In 1188 there was an “altercation” (Wikipedia’s words) in Gisors, a commune in Normandy, remembered as the ‘Cutting of the Elm.’

This is about a real tree, once a traditional gathering place where the French and English met to hammer out their differences.   In 1188, just after Jerusalem was lost to the Muslims (in 1187), the two “sides” met in Gisors and the result was that the “French” cut down the giant tree. 

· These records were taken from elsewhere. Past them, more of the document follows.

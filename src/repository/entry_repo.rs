//! The entry repository: typed find/save/delete over a [`Backend`] (§4.H).
use crate::entry::{Entry, Severity};
use crate::error::RepositoryError;
use crate::logger::debug;
use crate::storage::Backend;
use crate::validate::validate_entry;

/// Typed find/save/delete/count/exists over a pluggable [`Backend`] (§4.H).
///
/// `save` validates by default and rejects with [`RepositoryError::ValidationFailed`] on any
/// error-severity result, unless the caller explicitly skips validation. Every read passes
/// through [`crate::repository::migrate`]'s coercions implicitly: the backend already stores
/// fully-typed [`Entry`] values, so migration is only exercised on the JSON-interchange import
/// path (§4.H, §6).
pub struct EntryRepository {
    backend: Box<dyn Backend>,
}

impl EntryRepository {
    pub fn new(backend: Box<dyn Backend>) -> Self {
        Self { backend }
    }

    pub fn backend(&self) -> &dyn Backend {
        self.backend.as_ref()
    }

    pub fn backend_mut(&mut self) -> &mut dyn Backend {
        self.backend.as_mut()
    }

    pub fn find(&self, key: &str) -> Result<Option<Entry>, RepositoryError> {
        Ok(self.backend.read(key)?)
    }

    pub fn find_all(&self) -> Result<Vec<Entry>, RepositoryError> {
        let mut entries = Vec::new();
        for key in self.backend.keys()? {
            if let Some(entry) = self.backend.read(&key)? {
                entries.push(entry);
            }
        }
        Ok(entries)
    }

    /// Save `entry`, validating first unless `skip_validation` is set (§4.H).
    pub fn save(&mut self, entry: &Entry, skip_validation: bool) -> Result<(), RepositoryError> {
        if !skip_validation {
            let errors: Vec<_> =
                validate_entry(entry).into_iter().filter(|r| !r.valid && r.severity == Severity::Error).collect();
            if !errors.is_empty() {
                return Err(RepositoryError::ValidationFailed(errors));
            }
        }
        self.backend.write(entry.key.as_str(), entry)?;
        debug!("saved entry '{}'", entry.key);
        Ok(())
    }

    pub fn delete(&mut self, key: &str) -> Result<bool, RepositoryError> {
        Ok(self.backend.delete(key)?)
    }

    pub fn count(&self) -> Result<usize, RepositoryError> {
        Ok(self.backend.keys()?.len())
    }

    pub fn exists(&self, key: &str) -> Result<bool, RepositoryError> {
        Ok(self.backend.exists(key)?)
    }
}

#[cfg(test)]
mod tests {
    use super::*;
    use crate::entry::{EntryKey, EntryType, Fields};
    use crate::storage::MemoryBackend;

    fn valid_entry(key: &str) -> Entry {
        let mut fields = Fields::default();
        fields.set("author", "Smith, John");
        fields.set("title", "Quantum");
        fields.set("journal", "Nature");
        fields.set("year", "2024");
        Entry::new(EntryKey::new(key).unwrap(), EntryType::Article, fields)
    }

    #[test]
    fn save_then_find_round_trips() {
        let mut repo = EntryRepository::new(Box::new(MemoryBackend::new()));
        let e = valid_entry("smith2024");
        repo.save(&e, false).unwrap();
        let found = repo.find("smith2024").unwrap().unwrap();
        assert_eq!(found.key, e.key);
    }

    #[test]
    fn save_rejects_invalid_entry_unless_skipped() {
        let mut repo = EntryRepository::new(Box::new(MemoryBackend::new()));
        let invalid = Entry::new(EntryKey::new("bad").unwrap(), EntryType::Article, Fields::default());
        assert!(repo.save(&invalid, false).is_err());
        assert!(repo.save(&invalid, true).is_ok());
    }

    #[test]
    fn count_and_delete() {
        let mut repo = EntryRepository::new(Box::new(MemoryBackend::new()));
        repo.save(&valid_entry("a"), false).unwrap();
        repo.save(&valid_entry("b"), false).unwrap();
        assert_eq!(repo.count().unwrap(), 2);
        assert!(repo.delete("a").unwrap());
        assert_eq!(repo.count().unwrap(), 1);
    }
}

The conservative view is that this was just a spat between the French and the English.  But, were the two countries on such friendly terms that the French needed to cut down the tree to make their point?  The other view, which I subscribe to, is that suggested in ‘Holy Blood Holy Grail,’ that this was symbolic of a parting of the ways between the Templar Knights and the parent Order which had created them nearly two centuries earlier, the Priory of Sion.  (This wasn’t merely “symbolic” though, it was the “French” side which cut down the giant tree, indicating that it was the Priory sending an emphatic message to the Templars.)

The clue that clinches the latter of these two hypothesis is the date.  This followed right on the heels of the loss of Jerusalem by the Templars – who lost the Holy Land as a result of their arrogance and stupidity.  The conquering and maintenance of Jerusalem was critical pursuant to the goals of the “Priory,” which had been established (at the end of the First Crusade) to protect and forward the interests of the desposynic (and, I contend, “elven”) House of Lorraine.  Following the conquering of Jerusalem, the “Grail Romances” were published and the public was exposed to new ideas, the concept of ‘the Grail,’ and “hints” of a royal bloodline descended from Jesus (which the Church of Rome would rather not have seen disseminated).   The ‘Courts of Love’ emerged as well, centers of progressive thought which challenged the rigid dogma of Catholic Europe (and from where our notions of romantic love actually derive!).

This was a concerted effort on the part of the families descended from Christ (notably the House of Lorraine, but also those of Guise, I think Hohenstaufen, the House of Flanders and other allied dynasties) to tip the scales of power in Europe.  The Templars dropped the ball, and 2 centuries of effort went right down the drain.

The ‘Priory of Sion,’ or the influential people who it represented, washed their hands of the Knights Templar in 1188, and cut down the giant elm tree in Gisors to make their point – that’s what I think.

Now, why do historians associate the Templars with the English?  Could it be that, by that time, the Templar Knights had become essentially a Norman institution?  – I think so – and, we mustn’t forget that at least one of the original 9 Templars was Norman – Rozel, alleged to have been Hughes de Rozel, whose descendants were the Russell family.  One William H. Russell, in 1832, co-founded the Skull & Bones society at Yale.  The Skull and Bones symbol, originally, is of Templar origin.


[Edit] – It occurred to me today that a pertinent snippet of information which supports my contention that the Templars had become largely a Norman institution (which I propose at the end), is revealed at the beginning.  Just to make sure the reader didn’t miss it, the elm which was cut down was in Gisors, in NORMANDY.